Tuesday, September 29, 2015 at 7:30pm
Elliott Erwitt's Beauty Knows No Pain + Frederick Wiseman's Basic Training

155 Freeman Street, Brooklyn

Beauty Knows No Pain, Elliott Erwitt, 1971, digital projection, 25 mins
Basic Training, Frederick Wiseman, 1971, 16mm, 89 mins

An early institutional portrait by Frederick Wiseman, Basic Training chronicles nine weeks at the US Army Training Center at Fort Knox, Kentucky in 1970, following a new batch of enlistees and draftees through the rituals of armed service.

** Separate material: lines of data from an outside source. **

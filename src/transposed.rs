// SPDX-FileCopyrightText: 2025 RAprogramm <andrey.rozanov.vl@gmail.com>
// SPDX-License-Identifier: MIT

//! Parser for the transposed registry layout.
//!
//! In this layout column 0 of every sheet holds field labels top-to-bottom
//! and each further column holds one record, its values aligned to the
//! labels by row position. Sheet names carry the EIM identifier of the
//! application the sheet describes; the identifier is stamped onto every
//! record emitted from that sheet.

use tracing::debug;

use crate::{
    fields::{canonical_field, EIM_ID},
    record::{ApiRecord, RepositoryGroups},
    sheet::SheetGrid
};

/// Parses every sheet of a transposed workbook and groups the emitted
/// records by normalized repository identity.
///
/// Sheets are processed in workbook order and data columns left to right,
/// so group members keep source encounter order. An empty result is not an
/// error: a workbook without a single qualifying record simply yields an
/// empty group map and the caller decides how to degrade.
pub fn parse_transposed_sheets(sheets: &[SheetGrid]) -> RepositoryGroups {
    let mut emitted = Vec::new();

    for sheet in sheets {
        let records = parse_transposed_sheet(sheet);
        debug!(
            sheet = %sheet.name,
            records = records.len(),
            "parsed transposed sheet"
        );
        emitted.extend(records);
    }

    RepositoryGroups::from_records(emitted)
}

/// Parses one transposed sheet into records, in column order.
///
/// Sheets with fewer than two columns carry no data columns and are skipped
/// without error. A `(label, value)` pair contributes to a record only when
/// both cells are present; a missing label or a missing value skips the row
/// rather than defaulting to an empty string. When two labels map onto the
/// same canonical key the later row's value wins. Only records carrying a
/// non-empty repository URL are emitted.
pub fn parse_transposed_sheet(grid: &SheetGrid) -> Vec<ApiRecord> {
    let columns = grid.column_count();
    if columns < 2 {
        debug!(sheet = %grid.name, "skipping sheet without data columns");
        return Vec::new();
    }

    let eim_id = grid.name.trim();
    let mut records = Vec::new();

    for column in 1..columns {
        let mut record = ApiRecord::new();

        for row in &grid.rows {
            let label = row.first().and_then(|cell| cell.as_deref());
            let value = row.get(column).and_then(|cell| cell.as_deref());

            if let (Some(label), Some(value)) = (label, value) {
                record.insert(canonical_field(label), value);
            }
        }

        if record.has_repository_url() {
            record.insert(EIM_ID, eim_id);
            records.push(record);
        }
    }

    records
}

Made near the height of popular disapproval for the war in Vietnam, Wiseman’s film provides unparalleled observations of how resistance to the conflict played out within the military itself, inflecting the training process, the attitudes of soldiers, and the mentality of commanders. The culture of the Army base seems relatively unchanged since WWII—a fresh crop of young men from across the country arrive, some still pimply, and are educated in the the dual arts of combat and compliance, each individual pressed into the mold of the 16th Battalion. Wiseman’s close-ups tell a different story, subtly conveying the ambivalence and unease of the freshly conscripted. Elsewhere in the film, more profound skepticisms slowly begin to surface. “Have these guns been used before?”, one soldier wonders during an introductory session on the M16A1. The instructor, clearly vexed, explains that the rifle he’s holding is distinct from a gun, and the young man apologizes, rephrasing his question. “Have these weapons ever been used before,” he asks, “to kill people I mean?” The officer’s response is immediate, unadorned: “Not yet.”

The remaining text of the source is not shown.